- **Aim of the exercise**: Whichever lines of the material contain "attempts", copy each of them.

++++ The data ++++

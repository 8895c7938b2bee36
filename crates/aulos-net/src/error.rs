use thiserror::Error;

pub type NetResult<T> = Result<T, NetError>;

/// Transport-level fetch errors.
#[derive(Debug, Error, Clone)]
pub enum NetError {
    #[error("HTTP request failed: {0}")]
    Http(String),

    #[error("HTTP {status} for {url}")]
    Status { status: u16, url: String },

    #[error("timeout")]
    Timeout,

    #[error("request failed after {attempts} attempts: {source}")]
    RetryExhausted { attempts: u32, source: Box<NetError> },
}

impl NetError {
    /// Whether another attempt could plausibly succeed.
    #[must_use]
    pub fn is_retryable(&self) -> bool {
        match self {
            Self::Timeout => true,
            Self::Status { status, .. } => *status >= 500 || *status == 429 || *status == 408,
            Self::Http(message) => {
                message.contains("timeout")
                    || message.contains("connection")
                    || message.contains("network")
                    || message.contains("body")
            }
            Self::RetryExhausted { .. } => false,
        }
    }

    /// HTTP status code, when the server answered at all.
    #[must_use]
    pub fn status(&self) -> Option<u16> {
        match self {
            Self::Status { status, .. } => Some(*status),
            Self::RetryExhausted { source, .. } => source.status(),
            _ => None,
        }
    }
}

impl From<reqwest::Error> for NetError {
    fn from(error: reqwest::Error) -> Self {
        if error.is_timeout() {
            return Self::Timeout;
        }
        // Alternate formatting keeps the full cause chain in the message.
        Self::Http(format!("{error:#}"))
    }
}

#[cfg(test)]
mod tests {
    use rstest::rstest;

    use super::*;

    #[rstest]
    #[case::timeout(NetError::Timeout, true)]
    #[case::server_error(NetError::Status { status: 503, url: "http://x/".into() }, true)]
    #[case::too_many_requests(NetError::Status { status: 429, url: "http://x/".into() }, true)]
    #[case::not_found(NetError::Status { status: 404, url: "http://x/".into() }, false)]
    #[case::exhausted(
        NetError::RetryExhausted { attempts: 3, source: Box::new(NetError::Timeout) },
        false
    )]
    fn retryability(#[case] error: NetError, #[case] expected: bool) {
        assert_eq!(error.is_retryable(), expected);
    }

    #[test]
    fn status_is_visible_through_retry_exhausted() {
        let error = NetError::RetryExhausted {
            attempts: 2,
            source: Box::new(NetError::Status {
                status: 502,
                url: "http://x/seg.mp4".into(),
            }),
        };
        assert_eq!(error.status(), Some(502));
    }
}
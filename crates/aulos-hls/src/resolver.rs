//! Manifest resolution and variant selection.
//!
//! Fetches a manifest, classifies master vs media, applies the quality
//! policy and produces a [`ResolvedStream`] pointing at one media playlist.

use aulos_m3u8::{
    parse_playlist, MasterPlaylist, MediaPlaylist, MediaRendition, Playlist, RenditionType, Variant,
};
use aulos_net::NetClient;
use tracing::debug;
use url::Url;

use crate::{
    error::{HlsError, HlsResult},
    util::resolve_url,
};

/// Variant selection policy.
#[derive(Debug, Clone, Copy, PartialEq, Eq)]
pub enum QualitySelection {
    /// Maximum bandwidth after filtering.
    Highest,
    /// Minimum bandwidth.
    Lowest,
    /// Alias for `Highest`.
    Auto,
    /// Minimum absolute bandwidth distance to the target.
    ByBandwidth { target: u64 },
    /// Minimum resolution distance; falls back to `Highest` when no variant
    /// advertises a resolution.
    ByResolution { width: u32, height: u32 },
}

impl Default for QualitySelection {
    fn default() -> Self {
        Self::Auto
    }
}

/// One manifest URL resolved down to a single media playlist.
#[derive(Debug, Clone)]
pub struct ResolvedStream {
    /// The manifest URL everything was resolved against.
    pub base_url: Url,
    /// URL of the selected media playlist (equals `base_url` for a
    /// media-only manifest).
    pub media_url: Url,
    pub media: MediaPlaylist,
    pub master: Option<MasterPlaylist>,
    /// Index into `master.variants`, when a master was involved.
    pub selected_variant: Option<usize>,
    /// Audio renditions in the group referenced by the selected variant.
    pub audio_renditions: Vec<MediaRendition>,
    pub subtitle_renditions: Vec<MediaRendition>,
    pub is_live: bool,
}

impl ResolvedStream {
    pub fn variant(&self) -> Option<&Variant> {
        let master = self.master.as_ref()?;
        master.variants.get(self.selected_variant?)
    }
}

/// Fetches and resolves manifests through an injectable [`NetClient`].
#[derive(Clone)]
pub struct ManifestResolver {
    net: NetClient,
}

impl ManifestResolver {
    pub fn new(net: NetClient) -> Self {
        Self { net }
    }

    /// Resolve a manifest URL down to one media playlist per the policy.
    pub async fn resolve(
        &self,
        manifest_url: Url,
        selection: QualitySelection,
    ) -> HlsResult<ResolvedStream> {
        let bytes = self.net.get_bytes(manifest_url.clone(), None).await?;
        let text = String::from_utf8_lossy(&bytes);

        match parse_playlist(&text)? {
            Playlist::Media(media) => {
                let is_live = media.is_live();
                Ok(ResolvedStream {
                    base_url: manifest_url.clone(),
                    media_url: manifest_url,
                    media,
                    master: None,
                    selected_variant: None,
                    audio_renditions: Vec::new(),
                    subtitle_renditions: Vec::new(),
                    is_live,
                })
            }
            Playlist::Master(master) => self.resolve_master(manifest_url, master, selection).await,
        }
    }

    async fn resolve_master(
        &self,
        manifest_url: Url,
        master: MasterPlaylist,
        selection: QualitySelection,
    ) -> HlsResult<ResolvedStream> {
        let index = select_variant(&master.variants, selection).ok_or(HlsError::NoVariants)?;
        let variant = &master.variants[index];

        debug!(
            index,
            bandwidth = variant.bandwidth,
            uri = %variant.uri,
            ?selection,
            "selected variant"
        );

        let media_url = resolve_url(&manifest_url, &variant.uri)?;
        let bytes = self.net.get_bytes(media_url.clone(), None).await?;
        let text = String::from_utf8_lossy(&bytes);

        let media = match parse_playlist(&text)? {
            Playlist::Media(media) => media,
            Playlist::Master(_) => {
                return Err(HlsError::UnsupportedMedia(
                    "variant URI resolved to another master playlist".into(),
                ));
            }
        };

        let audio_renditions = renditions_for_group(
            &master,
            RenditionType::Audio,
            variant.audio.as_deref(),
        );
        let subtitle_renditions = renditions_for_group(
            &master,
            RenditionType::Subtitles,
            variant.subtitles.as_deref(),
        );

        let is_live = media.is_live();
        Ok(ResolvedStream {
            base_url: manifest_url,
            media_url,
            media,
            master: Some(master),
            selected_variant: Some(index),
            audio_renditions,
            subtitle_renditions,
            is_live,
        })
    }
}

fn renditions_for_group(
    master: &MasterPlaylist,
    media_type: RenditionType,
    group_id: Option<&str>,
) -> Vec<MediaRendition> {
    let Some(group_id) = group_id else {
        return Vec::new();
    };
    master
        .renditions
        .iter()
        .filter(|r| r.media_type == media_type && r.group_id == group_id)
        .cloned()
        .collect()
}

/// Pick a variant index per the policy. Dolby-only variants (`ec-3` / `ac-3`
/// codecs) are demoted behind widely-supported ones; ties resolve to the
/// first variant in manifest order.
pub fn select_variant(variants: &[Variant], selection: QualitySelection) -> Option<usize> {
    if variants.is_empty() {
        return None;
    }

    let non_dolby: Vec<usize> = (0..variants.len())
        .filter(|&i| !variants[i].has_dolby_codec())
        .collect();
    let candidates: Vec<usize> = if non_dolby.is_empty() {
        (0..variants.len()).collect()
    } else {
        non_dolby
    };

    let pick_by_key = |key: &dyn Fn(usize) -> i64| -> usize {
        // Strict comparison keeps the first candidate on ties.
        let mut best = candidates[0];
        let mut best_key = key(best);
        for &i in &candidates[1..] {
            let k = key(i);
            if k < best_key {
                best = i;
                best_key = k;
            }
        }
        best
    };

    let index = match selection {
        QualitySelection::Highest | QualitySelection::Auto => {
            pick_by_key(&|i| -(variants[i].bandwidth as i64))
        }
        QualitySelection::Lowest => pick_by_key(&|i| variants[i].bandwidth as i64),
        QualitySelection::ByBandwidth { target } => {
            pick_by_key(&|i| (variants[i].bandwidth as i64 - target as i64).abs())
        }
        QualitySelection::ByResolution { width, height } => {
            let with_resolution: Vec<usize> = candidates
                .iter()
                .copied()
                .filter(|&i| variants[i].resolution.is_some())
                .collect();
            if with_resolution.is_empty() {
                return select_variant_from(&candidates, variants, QualitySelection::Highest);
            }
            let mut best = with_resolution[0];
            let mut best_key = resolution_distance(&variants[best], width, height);
            for &i in &with_resolution[1..] {
                let k = resolution_distance(&variants[i], width, height);
                if k < best_key {
                    best = i;
                    best_key = k;
                }
            }
            best
        }
    };

    Some(index)
}

fn select_variant_from(
    candidates: &[usize],
    variants: &[Variant],
    selection: QualitySelection,
) -> Option<usize> {
    debug_assert!(matches!(selection, QualitySelection::Highest));
    candidates.iter().copied().fold(None, |best, i| match best {
        None => Some(i),
        Some(b) if variants[i].bandwidth > variants[b].bandwidth => Some(i),
        Some(b) => Some(b),
    })
}

fn resolution_distance(variant: &Variant, width: u32, height: u32) -> i64 {
    match variant.resolution {
        Some(resolution) => {
            (resolution.width as i64 - width as i64).abs()
                + (resolution.height as i64 - height as i64).abs()
        }
        None => i64::MAX,
    }
}

#[cfg(test)]
mod tests {
    use aulos_m3u8::Resolution;
    use rstest::{fixture, rstest};

    use super::*;

    fn variant(bandwidth: u64, resolution: Option<(u32, u32)>, codecs: Option<&str>) -> Variant {
        Variant {
            uri: format!("v{bandwidth}.m3u8"),
            bandwidth,
            resolution: resolution.map(|(width, height)| Resolution { width, height }),
            codecs: codecs.map(str::to_string),
            ..Variant::default()
        }
    }

    #[fixture]
    fn ladder() -> Vec<Variant> {
        vec![
            variant(1_280_000, Some((854, 480)), Some("avc1.42c01e,mp4a.40.2")),
            variant(2_560_000, Some((1280, 720)), Some("avc1.42c01e,mp4a.40.2")),
            variant(5_120_000, Some((1920, 1080)), Some("avc1.640028,mp4a.40.2")),
        ]
    }

    #[rstest]
    #[case(QualitySelection::Highest, 2)]
    #[case(QualitySelection::Auto, 2)]
    #[case(QualitySelection::Lowest, 0)]
    #[case(QualitySelection::ByBandwidth { target: 2_000_000 }, 1)]
    #[case(QualitySelection::ByBandwidth { target: 100_000 }, 0)]
    #[case(QualitySelection::ByResolution { width: 1280, height: 720 }, 1)]
    #[case(QualitySelection::ByResolution { width: 4000, height: 2000 }, 2)]
    fn selection_policies(
        ladder: Vec<Variant>,
        #[case] selection: QualitySelection,
        #[case] expected: usize,
    ) {
        assert_eq!(select_variant(&ladder, selection), Some(expected));
    }

    #[test]
    fn empty_variant_list_selects_nothing() {
        assert_eq!(select_variant(&[], QualitySelection::Highest), None);
    }

    #[test]
    fn ties_resolve_to_manifest_order() {
        let variants = vec![
            variant(1_000_000, None, None),
            variant(1_000_000, None, None),
        ];
        assert_eq!(select_variant(&variants, QualitySelection::Highest), Some(0));
        assert_eq!(
            select_variant(&variants, QualitySelection::ByBandwidth { target: 1_000_000 }),
            Some(0)
        );
    }

    #[test]
    fn dolby_variants_are_demoted() {
        let variants = vec![
            variant(8_000_000, None, Some("avc1.640028,ec-3")),
            variant(2_000_000, None, Some("avc1.42c01e,mp4a.40.2")),
        ];
        // The Dolby variant has higher bandwidth but loses to the supported set.
        assert_eq!(select_variant(&variants, QualitySelection::Highest), Some(1));
    }

    #[test]
    fn all_dolby_falls_back_to_full_set() {
        let variants = vec![
            variant(1_000_000, None, Some("ec-3")),
            variant(2_000_000, None, Some("ac-3")),
        ];
        assert_eq!(select_variant(&variants, QualitySelection::Highest), Some(1));
    }

    #[test]
    fn by_resolution_without_any_resolution_falls_back_to_highest() {
        let variants = vec![
            variant(1_000_000, None, None),
            variant(3_000_000, None, None),
        ];
        assert_eq!(
            select_variant(
                &variants,
                QualitySelection::ByResolution { width: 1280, height: 720 }
            ),
            Some(1)
        );
    }
}
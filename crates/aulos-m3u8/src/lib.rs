#![forbid(unsafe_code)]

//! M3U8 playlist model, tolerant parser and round-trippable writer.
//!
//! The entry points are [`parse_playlist`] and [`write_playlist`]; everything
//! else is the value model they operate on.

use thiserror::Error;

mod attrs;
mod parser;
mod types;
mod writer;

pub use parser::parse_playlist;
pub use types::{
    AttributeValue, ByteRange, DateRange, InitMap, Key, KeyMethod, MasterPlaylist, MediaPlaylist,
    MediaRendition, Playlist, PlaylistType, RenditionType, Resolution, Segment, SessionData, Start,
    Variant,
};
pub use writer::{format_duration, write_playlist};

/// Playlist syntax or structure error, with the offending line when known.
#[derive(Debug, Clone, Error)]
#[error("playlist parse error{}: {message}", line.map(|l| format!(" at line {l}")).unwrap_or_default())]
pub struct ParseError {
    pub line: Option<usize>,
    pub message: String,
}

impl ParseError {
    pub(crate) fn at(line: usize, message: impl Into<String>) -> Self {
        Self {
            line: Some(line),
            message: message.into(),
        }
    }
}
//! Per-operation deadline layer.
//!
//! The deadline covers the whole operation, headers and body both.

use std::time::Duration;

use async_trait::async_trait;
use bytes::Bytes;
use tokio::time::timeout;
use url::Url;

use crate::{
    client::Net,
    error::{NetError, NetResult},
    types::{Headers, RangeSpec},
};

/// Timeout decorator for [`Net`] implementations.
pub struct TimeoutNet<N> {
    inner: N,
    deadline: Duration,
}

impl<N: Net> TimeoutNet<N> {
    pub fn new(inner: N, deadline: Duration) -> Self {
        Self { inner, deadline }
    }
}

#[async_trait]
impl<N: Net> Net for TimeoutNet<N> {
    async fn get_bytes(&self, url: Url, headers: Option<Headers>) -> NetResult<Bytes> {
        timeout(self.deadline, self.inner.get_bytes(url, headers))
            .await
            .map_err(|_| NetError::Timeout)?
    }

    async fn get_range(
        &self,
        url: Url,
        range: RangeSpec,
        headers: Option<Headers>,
    ) -> NetResult<Bytes> {
        timeout(self.deadline, self.inner.get_range(url, range, headers))
            .await
            .map_err(|_| NetError::Timeout)?
    }
}
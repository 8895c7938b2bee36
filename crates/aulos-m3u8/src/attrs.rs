//! Attribute-list grammar shared by the tag parsers.
//!
//! Comma-separated `KEY=VALUE` pairs where a value is either a double-quoted
//! string or an unquoted run. Keys are case-sensitive; order is arbitrary.

use crate::ParseError;

/// One parsed attribute value, with quoting preserved for client attributes.
#[derive(Debug, Clone, PartialEq)]
pub(crate) struct AttrValue {
    pub value: String,
    pub quoted: bool,
}

/// Attribute list of a single tag, in manifest order.
#[derive(Debug, Default)]
pub(crate) struct AttrList {
    entries: Vec<(String, AttrValue)>,
}

impl AttrList {
    /// Split `KEY=VALUE,...` respecting double quotes.
    pub fn parse(input: &str, line: usize) -> Result<Self, ParseError> {
        let mut entries = Vec::new();
        let mut rest = input;

        while !rest.is_empty() {
            let eq = rest.find('=').ok_or_else(|| {
                ParseError::at(line, format!("attribute without '=': {rest:?}"))
            })?;
            let key = rest[..eq].trim().to_string();
            rest = &rest[eq + 1..];

            let (value, quoted, consumed) = if let Some(stripped) = rest.strip_prefix('"') {
                let close = stripped.find('"').ok_or_else(|| {
                    ParseError::at(line, format!("unterminated quoted value for {key}"))
                })?;
                (stripped[..close].to_string(), true, close + 2)
            } else {
                let end = rest.find(',').unwrap_or(rest.len());
                (rest[..end].trim().to_string(), false, end)
            };

            rest = &rest[consumed..];
            rest = rest.strip_prefix(',').unwrap_or(rest);

            entries.push((key, AttrValue { value, quoted }));
        }

        Ok(Self { entries })
    }

    pub fn get(&self, key: &str) -> Option<&AttrValue> {
        self.entries
            .iter()
            .find(|(k, _)| k == key)
            .map(|(_, v)| v)
    }

    pub fn get_str(&self, key: &str) -> Option<String> {
        self.get(key).map(|v| v.value.clone())
    }

    /// Mandatory attribute lookup; absence is a parse failure.
    pub fn require(&self, key: &str, tag: &str, line: usize) -> Result<String, ParseError> {
        self.get_str(key)
            .ok_or_else(|| ParseError::at(line, format!("{tag} is missing {key}")))
    }

    pub fn get_u64(&self, key: &str, line: usize) -> Result<Option<u64>, ParseError> {
        self.get(key)
            .map(|v| {
                v.value
                    .parse::<u64>()
                    .map_err(|_| ParseError::at(line, format!("{key} is not an integer: {:?}", v.value)))
            })
            .transpose()
    }

    pub fn get_f64(&self, key: &str, line: usize) -> Result<Option<f64>, ParseError> {
        self.get(key)
            .map(|v| {
                v.value
                    .parse::<f64>()
                    .map_err(|_| ParseError::at(line, format!("{key} is not a number: {:?}", v.value)))
            })
            .transpose()
    }

    /// `YES`/`NO` flags; absence means `NO`.
    pub fn get_bool(&self, key: &str) -> bool {
        self.get(key).is_some_and(|v| v.value == "YES")
    }

    /// All entries, for `X-*` client-attribute collection.
    pub fn iter(&self) -> impl Iterator<Item = (&str, &AttrValue)> {
        self.entries.iter().map(|(k, v)| (k.as_str(), v))
    }
}

#[cfg(test)]
mod tests {
    use super::*;

    #[test]
    fn splits_quoted_and_unquoted() {
        let attrs = AttrList::parse(
            r#"BANDWIDTH=1280000,CODECS="avc1.42c01e,mp4a.40.2",RESOLUTION=854x480"#,
            1,
        )
        .unwrap();

        assert_eq!(attrs.get_str("BANDWIDTH").as_deref(), Some("1280000"));
        assert_eq!(
            attrs.get_str("CODECS").as_deref(),
            Some("avc1.42c01e,mp4a.40.2")
        );
        assert!(attrs.get("CODECS").unwrap().quoted);
        assert_eq!(attrs.get_str("RESOLUTION").as_deref(), Some("854x480"));
        assert!(!attrs.get("RESOLUTION").unwrap().quoted);
    }

    #[test]
    fn arbitrary_order_and_missing_keys() {
        let attrs = AttrList::parse(r#"NAME="English",TYPE=AUDIO,GROUP-ID="aud""#, 1).unwrap();
        assert_eq!(attrs.get_str("TYPE").as_deref(), Some("AUDIO"));
        assert!(attrs.get("LANGUAGE").is_none());
        assert!(attrs.require("URI", "EXT-X-MEDIA", 1).is_err());
    }

    #[test]
    fn unterminated_quote_is_an_error() {
        let err = AttrList::parse(r#"URI="init.mp4"#, 7).unwrap_err();
        assert_eq!(err.line, Some(7));
    }
}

++++

- **Written response**:
    #[error("request failed after {attempts} attempts: {source}")]
    RetryExhausted { attempts: u32, source: Box<NetError> },
        NetError::RetryExhausted { attempts: 3, source: Box::new(NetError::Timeout) },
            attempts: 2,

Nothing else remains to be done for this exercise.